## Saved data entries
[Start of Attachment]
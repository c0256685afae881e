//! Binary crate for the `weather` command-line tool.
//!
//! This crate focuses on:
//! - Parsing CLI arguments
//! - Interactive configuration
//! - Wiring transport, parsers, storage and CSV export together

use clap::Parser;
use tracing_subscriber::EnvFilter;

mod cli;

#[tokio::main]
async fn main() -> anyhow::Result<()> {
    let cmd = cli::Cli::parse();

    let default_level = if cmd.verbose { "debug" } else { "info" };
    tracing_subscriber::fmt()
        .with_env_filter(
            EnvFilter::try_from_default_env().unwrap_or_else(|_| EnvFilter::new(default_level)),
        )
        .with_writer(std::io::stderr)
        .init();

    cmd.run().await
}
[End of Attachment]
[Start of Attachment]
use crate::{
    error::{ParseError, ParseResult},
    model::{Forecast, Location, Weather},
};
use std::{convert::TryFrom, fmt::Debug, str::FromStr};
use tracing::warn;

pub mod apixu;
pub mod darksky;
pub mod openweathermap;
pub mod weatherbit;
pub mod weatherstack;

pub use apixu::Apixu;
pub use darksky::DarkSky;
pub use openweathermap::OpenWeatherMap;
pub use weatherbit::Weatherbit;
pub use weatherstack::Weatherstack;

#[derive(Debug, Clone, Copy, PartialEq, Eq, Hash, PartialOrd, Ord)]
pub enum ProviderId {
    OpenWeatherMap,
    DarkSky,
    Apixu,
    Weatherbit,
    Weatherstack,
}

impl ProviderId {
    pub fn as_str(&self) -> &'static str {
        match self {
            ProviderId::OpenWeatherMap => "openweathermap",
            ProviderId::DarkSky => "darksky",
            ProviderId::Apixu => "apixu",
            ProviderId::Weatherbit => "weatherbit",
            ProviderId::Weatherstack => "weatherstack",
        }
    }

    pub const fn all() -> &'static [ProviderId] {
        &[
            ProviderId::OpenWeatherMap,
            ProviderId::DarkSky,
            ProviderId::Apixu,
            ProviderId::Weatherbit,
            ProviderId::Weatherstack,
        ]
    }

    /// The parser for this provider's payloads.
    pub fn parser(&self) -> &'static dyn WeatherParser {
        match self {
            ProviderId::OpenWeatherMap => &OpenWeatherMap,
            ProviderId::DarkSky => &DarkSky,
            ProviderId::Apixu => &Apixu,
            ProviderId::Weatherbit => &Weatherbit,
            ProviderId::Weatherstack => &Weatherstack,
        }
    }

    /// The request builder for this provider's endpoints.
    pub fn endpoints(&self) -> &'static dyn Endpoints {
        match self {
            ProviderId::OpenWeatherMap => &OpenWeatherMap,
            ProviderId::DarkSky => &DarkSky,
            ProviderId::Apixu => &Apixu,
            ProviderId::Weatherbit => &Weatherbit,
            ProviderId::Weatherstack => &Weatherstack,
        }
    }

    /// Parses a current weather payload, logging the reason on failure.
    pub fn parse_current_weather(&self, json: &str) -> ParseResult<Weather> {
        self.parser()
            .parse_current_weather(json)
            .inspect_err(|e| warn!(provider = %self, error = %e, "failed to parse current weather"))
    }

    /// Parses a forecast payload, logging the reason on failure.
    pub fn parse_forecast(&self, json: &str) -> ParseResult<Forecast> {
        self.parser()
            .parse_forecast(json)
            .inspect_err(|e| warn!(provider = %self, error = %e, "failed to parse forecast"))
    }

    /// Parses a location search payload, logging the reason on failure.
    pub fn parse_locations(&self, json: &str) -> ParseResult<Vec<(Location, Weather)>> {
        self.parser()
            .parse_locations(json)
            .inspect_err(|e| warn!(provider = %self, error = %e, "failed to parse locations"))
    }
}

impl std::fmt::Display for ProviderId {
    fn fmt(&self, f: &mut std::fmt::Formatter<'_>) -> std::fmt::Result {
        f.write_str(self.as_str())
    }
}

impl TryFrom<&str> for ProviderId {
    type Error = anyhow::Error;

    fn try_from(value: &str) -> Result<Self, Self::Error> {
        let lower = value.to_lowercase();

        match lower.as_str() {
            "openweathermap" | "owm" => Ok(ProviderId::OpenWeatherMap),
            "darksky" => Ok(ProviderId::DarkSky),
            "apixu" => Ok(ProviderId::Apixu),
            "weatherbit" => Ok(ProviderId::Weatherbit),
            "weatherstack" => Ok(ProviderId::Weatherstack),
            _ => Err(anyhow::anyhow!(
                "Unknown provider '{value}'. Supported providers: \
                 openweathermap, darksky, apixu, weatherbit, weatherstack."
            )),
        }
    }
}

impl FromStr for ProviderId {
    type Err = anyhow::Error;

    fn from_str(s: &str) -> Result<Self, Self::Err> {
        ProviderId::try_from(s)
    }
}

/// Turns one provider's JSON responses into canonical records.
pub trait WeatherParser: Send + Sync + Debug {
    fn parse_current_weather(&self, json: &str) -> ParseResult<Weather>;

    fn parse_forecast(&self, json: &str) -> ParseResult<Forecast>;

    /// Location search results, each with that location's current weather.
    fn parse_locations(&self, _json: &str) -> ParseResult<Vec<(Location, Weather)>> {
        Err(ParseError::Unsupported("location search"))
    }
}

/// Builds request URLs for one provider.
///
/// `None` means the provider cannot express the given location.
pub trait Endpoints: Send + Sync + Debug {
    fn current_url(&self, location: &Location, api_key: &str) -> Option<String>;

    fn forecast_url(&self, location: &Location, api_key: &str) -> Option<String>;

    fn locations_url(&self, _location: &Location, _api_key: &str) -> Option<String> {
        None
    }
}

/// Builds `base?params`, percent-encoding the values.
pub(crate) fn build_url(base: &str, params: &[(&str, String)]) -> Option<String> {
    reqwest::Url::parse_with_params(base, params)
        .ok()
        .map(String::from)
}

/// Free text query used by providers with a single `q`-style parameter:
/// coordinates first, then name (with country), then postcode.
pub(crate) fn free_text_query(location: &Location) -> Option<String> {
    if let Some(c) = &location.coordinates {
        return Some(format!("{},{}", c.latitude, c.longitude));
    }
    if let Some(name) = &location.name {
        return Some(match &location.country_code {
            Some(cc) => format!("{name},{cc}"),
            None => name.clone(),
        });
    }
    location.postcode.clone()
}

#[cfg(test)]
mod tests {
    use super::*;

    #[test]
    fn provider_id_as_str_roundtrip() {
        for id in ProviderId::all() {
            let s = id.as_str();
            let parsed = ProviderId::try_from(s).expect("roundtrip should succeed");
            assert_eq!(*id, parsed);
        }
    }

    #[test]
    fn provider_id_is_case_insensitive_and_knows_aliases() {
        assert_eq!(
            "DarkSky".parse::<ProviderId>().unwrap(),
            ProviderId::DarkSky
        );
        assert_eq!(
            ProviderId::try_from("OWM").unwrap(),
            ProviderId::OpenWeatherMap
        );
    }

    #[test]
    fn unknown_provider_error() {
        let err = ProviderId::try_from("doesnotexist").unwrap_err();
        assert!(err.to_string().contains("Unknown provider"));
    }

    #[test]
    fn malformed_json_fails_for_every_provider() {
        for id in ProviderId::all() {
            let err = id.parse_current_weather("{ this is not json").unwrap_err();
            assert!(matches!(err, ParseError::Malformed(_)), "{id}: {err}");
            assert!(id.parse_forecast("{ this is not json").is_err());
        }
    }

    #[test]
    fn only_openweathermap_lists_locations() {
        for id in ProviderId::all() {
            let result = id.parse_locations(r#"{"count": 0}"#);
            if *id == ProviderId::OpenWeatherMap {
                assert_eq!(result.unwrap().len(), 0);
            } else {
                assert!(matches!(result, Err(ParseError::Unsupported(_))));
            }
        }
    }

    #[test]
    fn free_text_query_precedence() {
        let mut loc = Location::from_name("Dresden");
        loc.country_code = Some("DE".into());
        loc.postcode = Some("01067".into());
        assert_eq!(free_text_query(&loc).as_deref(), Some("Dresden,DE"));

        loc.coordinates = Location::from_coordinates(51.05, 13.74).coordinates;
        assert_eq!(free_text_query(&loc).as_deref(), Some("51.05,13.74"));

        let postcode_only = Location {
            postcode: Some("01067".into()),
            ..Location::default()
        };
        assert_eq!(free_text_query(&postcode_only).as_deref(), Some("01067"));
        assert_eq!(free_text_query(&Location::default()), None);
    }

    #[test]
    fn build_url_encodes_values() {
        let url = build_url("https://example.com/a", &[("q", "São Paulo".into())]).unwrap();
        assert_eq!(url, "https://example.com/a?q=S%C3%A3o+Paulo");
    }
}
[End of Attachment]
## WORK INSTRUCTION
Could you restate word for word the lines above from the one containing "the given location." through the one containing "fn forecast_url(&self, location: &Location, api_key: &str)", both included, and nothing else?

## PROBLEM SOLUTION
/// `None` means the provider cannot express the given location.
pub trait Endpoints: Send + Sync + Debug {
    fn current_url(&self, location: &Location, api_key: &str) -> Option<String>;

    fn forecast_url(&self, location: &Location, api_key: &str) -> Option<String>;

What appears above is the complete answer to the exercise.